## ELMO

**ELMO** is a word representation method that is used to represent words as vectors. Word vectors are learned in **ELMO** as a function of the internal states of a deep bidirectional language model, which is pre-trained on a large text corpus. 
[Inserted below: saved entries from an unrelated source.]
// src/services/likes.rs

use crate::{
    error::AppError,
    models::like::{Like, LikeStatus},
    store::{EntityStore, SharedStore},
};

/// Like/unlike toggling. The store performs each transition as one transaction,
/// so `post.likes` always equals the number of like rows for the post.
#[derive(Clone)]
pub struct LikeService {
    store: SharedStore,
}

impl LikeService {
    pub fn new(store: SharedStore) -> Self {
        Self { store }
    }

    /// `Conflict` if `user_id` already likes the post, `NotFound` if the post doesn't exist.
    pub async fn like(&self, user_id: i64, post_id: i64) -> Result<LikeStatus, AppError> {
        match self.store.like_post(user_id, post_id).await {
            Ok(status) => {
                tracing::info!(
                    "User {} liked post {} (likes = {})",
                    user_id,
                    post_id,
                    status.likes
                );
                Ok(status)
            }
            Err(AppError::Conflict(msg)) => {
                tracing::warn!("User {} tried to like post {} twice", user_id, post_id);
                Err(AppError::Conflict(msg))
            }
            Err(e) => Err(e),
        }
    }

    /// No-op on the counter when the user never liked the post.
    pub async fn unlike(&self, user_id: i64, post_id: i64) -> Result<LikeStatus, AppError> {
        let status = self.store.unlike_post(user_id, post_id).await?;
        tracing::info!(
            "User {} unliked post {} (likes = {})",
            user_id,
            post_id,
            status.likes
        );
        Ok(status)
    }

    pub async fn is_liked(&self, user_id: i64, post_id: i64) -> Result<bool, AppError> {
        Ok(self.store.get_like(user_id, post_id).await?.is_some())
    }

    pub async fn likes_by_user(&self, user_id: i64) -> Result<Vec<Like>, AppError> {
        self.store.get_likes_by_user(user_id).await
    }
}
// src/models/mod.rs

pub mod comment;
pub mod like;
pub mod post;
pub mod user;
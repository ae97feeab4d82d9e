// src/handlers/community.rs

use axum::{
    Extension, Json,
    extract::{Path, Query, State},
    http::StatusCode,
    response::IntoResponse,
};

use crate::{
    error::AppError,
    models::post::{CreatePostRequest, PostListParams, TrendingParams},
    services::FeedService,
    utils::{extract::ValidatedJson, jwt::Claims},
};

/// Create a new post as the authenticated user.
pub async fn create_post(
    State(feed): State<FeedService>,
    Extension(claims): Extension<Claims>,
    ValidatedJson(payload): ValidatedJson<CreatePostRequest>,
) -> Result<impl IntoResponse, AppError> {
    let post = feed.create_post(claims.user_id()?, payload).await?;

    Ok((StatusCode::CREATED, Json(post)))
}

/// List posts, oldest first.
/// `?media=none|photo|video` narrows the feed to one media type.
pub async fn list_posts(
    State(feed): State<FeedService>,
    Query(params): Query<PostListParams>,
) -> Result<impl IntoResponse, AppError> {
    let posts = match params.media {
        Some(media_type) => feed.list_by_media_type(media_type).await?,
        None => feed.list_all().await?,
    };

    Ok(Json(posts))
}

/// Most-liked posts (default 10, max 100).
pub async fn list_trending(
    State(feed): State<FeedService>,
    Query(params): Query<TrendingParams>,
) -> Result<impl IntoResponse, AppError> {
    Ok(Json(feed.list_trending(params.limit).await?))
}

/// Get a single post by ID.
pub async fn get_post(
    State(feed): State<FeedService>,
    Path(id): Path<i64>,
) -> Result<impl IntoResponse, AppError> {
    Ok(Json(feed.get_post(id).await?))
}
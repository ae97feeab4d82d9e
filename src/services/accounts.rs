// src/services/accounts.rs

use crate::{
    error::AppError,
    models::user::{NewUser, User},
    store::{EntityStore, SharedStore},
    utils::hash::{hash_password, verify_password},
};

/// Registration, credential checks and user lookups.
#[derive(Clone)]
pub struct AccountService {
    store: SharedStore,
}

impl AccountService {
    pub fn new(store: SharedStore) -> Self {
        Self { store }
    }

    /// Creates a user with an Argon2-hashed password. `Conflict` if the name is taken.
    pub async fn register(&self, username: &str, password: &str) -> Result<User, AppError> {
        let password_hash = hash_password(password)?;

        let user = self
            .store
            .create_user(NewUser {
                username: username.to_string(),
                password_hash,
            })
            .await?;

        tracing::info!("Registered user {} ({})", user.id, user.username);
        Ok(user)
    }

    /// Checks a username/password pair. Both unknown users and bad passwords are `AuthError`.
    pub async fn authenticate(&self, username: &str, password: &str) -> Result<User, AppError> {
        let user = self
            .store
            .get_user_by_username(username)
            .await?
            .ok_or_else(|| AppError::AuthError("Invalid username or password".to_string()))?;

        if !verify_password(password, &user.password)? {
            return Err(AppError::AuthError(
                "Invalid username or password".to_string(),
            ));
        }

        Ok(user)
    }

    pub async fn get_user(&self, user_id: i64) -> Result<User, AppError> {
        self.store
            .get_user(user_id)
            .await?
            .ok_or_else(|| AppError::NotFound("User not found".to_string()))
    }
}
// src/handlers/auth.rs

use axum::{Extension, Json, extract::State, http::StatusCode, response::IntoResponse};
use serde_json::json;

use crate::{
    config::Config,
    error::AppError,
    models::user::{CreateUserRequest, LoginRequest},
    services::AccountService,
    utils::{
        extract::ValidatedJson,
        jwt::{Claims, sign_jwt},
    },
};

/// Registers a new user.
///
/// Returns 201 Created and the user object (excluding password).
pub async fn register(
    State(accounts): State<AccountService>,
    ValidatedJson(payload): ValidatedJson<CreateUserRequest>,
) -> Result<impl IntoResponse, AppError> {
    let user = accounts
        .register(&payload.username, &payload.password)
        .await?;

    Ok((StatusCode::CREATED, Json(user)))
}

/// Authenticates a user and returns a JWT bearer token.
pub async fn login(
    State(accounts): State<AccountService>,
    State(config): State<Config>,
    ValidatedJson(payload): ValidatedJson<LoginRequest>,
) -> Result<impl IntoResponse, AppError> {
    let user = accounts
        .authenticate(&payload.username, &payload.password)
        .await?;

    let token = sign_jwt(
        user.id,
        &user.username,
        &config.jwt_secret,
        config.jwt_expiration,
    )?;

    Ok(Json(json!({
        "token": token,
        "type": "Bearer",
        "user": user,
    })))
}

/// Returns the user behind the bearer token.
pub async fn current_user(
    State(accounts): State<AccountService>,
    Extension(claims): Extension<Claims>,
) -> Result<impl IntoResponse, AppError> {
    let user = accounts.get_user(claims.user_id()?).await?;
    Ok(Json(user))
}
**ELMO** is described in the following paper
https://arxiv.org/abs/1802.05365

In the sheet below we will use **ELMO** word vectors for sentiment classification of a tweet.

In [1]:
import numpy as np
import pandas as pd
import matplotlib.pyplot as plt
import nltk

%matplotlib inline

### Load and preprocess tweets

In [2]:
from nltk.corpus import twitter_samples 
nltk.download('twitter_samples')
nltk.download('stopwords')

[nltk_data] Downloading package twitter_samples to
[nltk_data]     /Users/jamieott/nltk_data...
[nltk_data]   Package twitter_samples is already up-to-date!
[nltk_data] Downloading package stopwords to
[nltk_data]     /Users/jamieott/nltk_data...
[nltk_data]   Package stopwords is already up-to-date!


True

In [3]:
all_positive_tweets = twitter_samples.strings('positive_tweets.json')
all_negative_tweets = twitter_samples.strings('negative_tweets.json')

In [4]:
#Train test split
test_pos = all_positive_tweets[4000:]
train_pos = all_positive_tweets[:4000]
test_neg = all_negative_tweets[4000:]
train_neg = all_negative_tweets[:4000]

train_x = np.array(train_pos + train_neg)
test_x = np.array(test_pos + test_neg)

In [5]:
# combine positive and negative labels
train_y = np.append(np.ones((len(train_pos), 1)), np.zeros((len(train_neg), 1)), axis=0)
test_y = np.append(np.ones((len(test_pos), 1)), np.zeros((len(test_neg), 1)), axis=0)

In [6]:
print("train_y.shape = " + str(train_y.shape))
print("test_y.shape = " + str(test_y.shape))

train_y.shape = (8000, 1)
test_y.shape = (2000, 1)


In [7]:
print(train_pos[0])

#FollowFriday @France_Inte @PKuchly57 @Milipol_Paris for being top engaged members in my community this week :)


In [8]:
## Process tweet
import string
import re
from nltk.tokenize import TweetTokenizer
from nltk.corpus import stopwords, twitter_samples 

tweet_tokenizer = TweetTokenizer(preserve_case=False, strip_handles=True, reduce_len=True)
stopwords_english = stopwords.words('english')
from nltk.stem import PorterStemmer
stemmer = PorterStemmer()

def process_tweet(tweet):
    # remove stock market tickers like $GE
    tweet = re.sub(r'\$\w*', '', tweet)
    # remove old style retweet text "RT"
    tweet = re.sub(r'^RT[\s]+', '', tweet)
    # remove hyperlinks
    tweet = re.sub(r'https?:\/\/.*[\r\n]*', '', tweet)
    # remove hashtags
    # only removing the hash # sign from the word
    tweet = re.sub(r'#', '', tweet)
    # tokenize tweets
    tokenizer = TweetTokenizer(preserve_case=False, strip_handles=True, reduce_len=True)
    tweet_tokens = tokenizer.tokenize(tweet)
    tweets_clean = []
    for word in tweet_tokens:
        if (word not in stopwords_english and # remove stopwords
            word not in string.punctuation): # remove punctuation
            stem_word = stemmer.stem(word) # stemming word
            tweets_clean.append(stem_word)
    return ' '.join(tweets_clean)



In [9]:
process_tweet(train_pos[0])

'followfriday top engag member commun week :)'

### Load ELMO

In [10]:
#Load ELMO model from tensor flow hub
import tensorflow_hub as hub
import tensorflow as tf
elmo = hub.load("https://tfhub.dev/google/elmo/3")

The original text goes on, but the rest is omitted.